## DIRECTIONS FOR THIS TASK
Copy every line that holds the string "bool" from the data below.

MATERIAL SHOWN START

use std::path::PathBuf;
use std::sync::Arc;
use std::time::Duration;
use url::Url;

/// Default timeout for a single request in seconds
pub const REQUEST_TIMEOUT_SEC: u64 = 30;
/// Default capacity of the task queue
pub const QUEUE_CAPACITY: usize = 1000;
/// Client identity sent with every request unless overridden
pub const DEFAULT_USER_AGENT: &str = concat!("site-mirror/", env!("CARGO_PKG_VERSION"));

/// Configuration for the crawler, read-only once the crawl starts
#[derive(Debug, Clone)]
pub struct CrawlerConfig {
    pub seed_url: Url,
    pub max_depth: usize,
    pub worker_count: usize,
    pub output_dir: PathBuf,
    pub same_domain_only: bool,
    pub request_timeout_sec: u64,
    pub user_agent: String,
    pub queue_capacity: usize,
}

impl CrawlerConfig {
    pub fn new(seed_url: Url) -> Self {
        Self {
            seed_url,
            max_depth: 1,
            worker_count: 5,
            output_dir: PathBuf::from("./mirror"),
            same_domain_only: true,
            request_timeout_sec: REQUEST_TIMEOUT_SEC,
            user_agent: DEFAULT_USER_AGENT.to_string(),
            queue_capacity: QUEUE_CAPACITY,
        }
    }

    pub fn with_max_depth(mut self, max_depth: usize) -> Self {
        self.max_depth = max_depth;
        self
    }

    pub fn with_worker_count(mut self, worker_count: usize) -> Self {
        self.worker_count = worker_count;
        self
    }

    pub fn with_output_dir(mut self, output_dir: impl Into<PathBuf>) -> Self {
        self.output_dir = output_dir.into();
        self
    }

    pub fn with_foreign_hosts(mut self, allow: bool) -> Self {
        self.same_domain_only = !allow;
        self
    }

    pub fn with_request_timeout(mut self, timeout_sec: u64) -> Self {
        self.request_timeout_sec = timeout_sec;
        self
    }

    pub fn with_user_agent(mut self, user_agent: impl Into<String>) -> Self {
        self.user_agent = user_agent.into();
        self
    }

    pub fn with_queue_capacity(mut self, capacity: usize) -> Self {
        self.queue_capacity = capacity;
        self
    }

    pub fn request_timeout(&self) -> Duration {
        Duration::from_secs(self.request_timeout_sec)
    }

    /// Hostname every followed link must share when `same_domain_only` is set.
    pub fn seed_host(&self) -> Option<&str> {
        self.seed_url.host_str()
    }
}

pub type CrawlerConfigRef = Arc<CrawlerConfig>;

MATERIAL SHOWN END

## OUTPUT
    pub same_domain_only: bool,
    pub fn with_foreign_hosts(mut self, allow: bool) -> Self {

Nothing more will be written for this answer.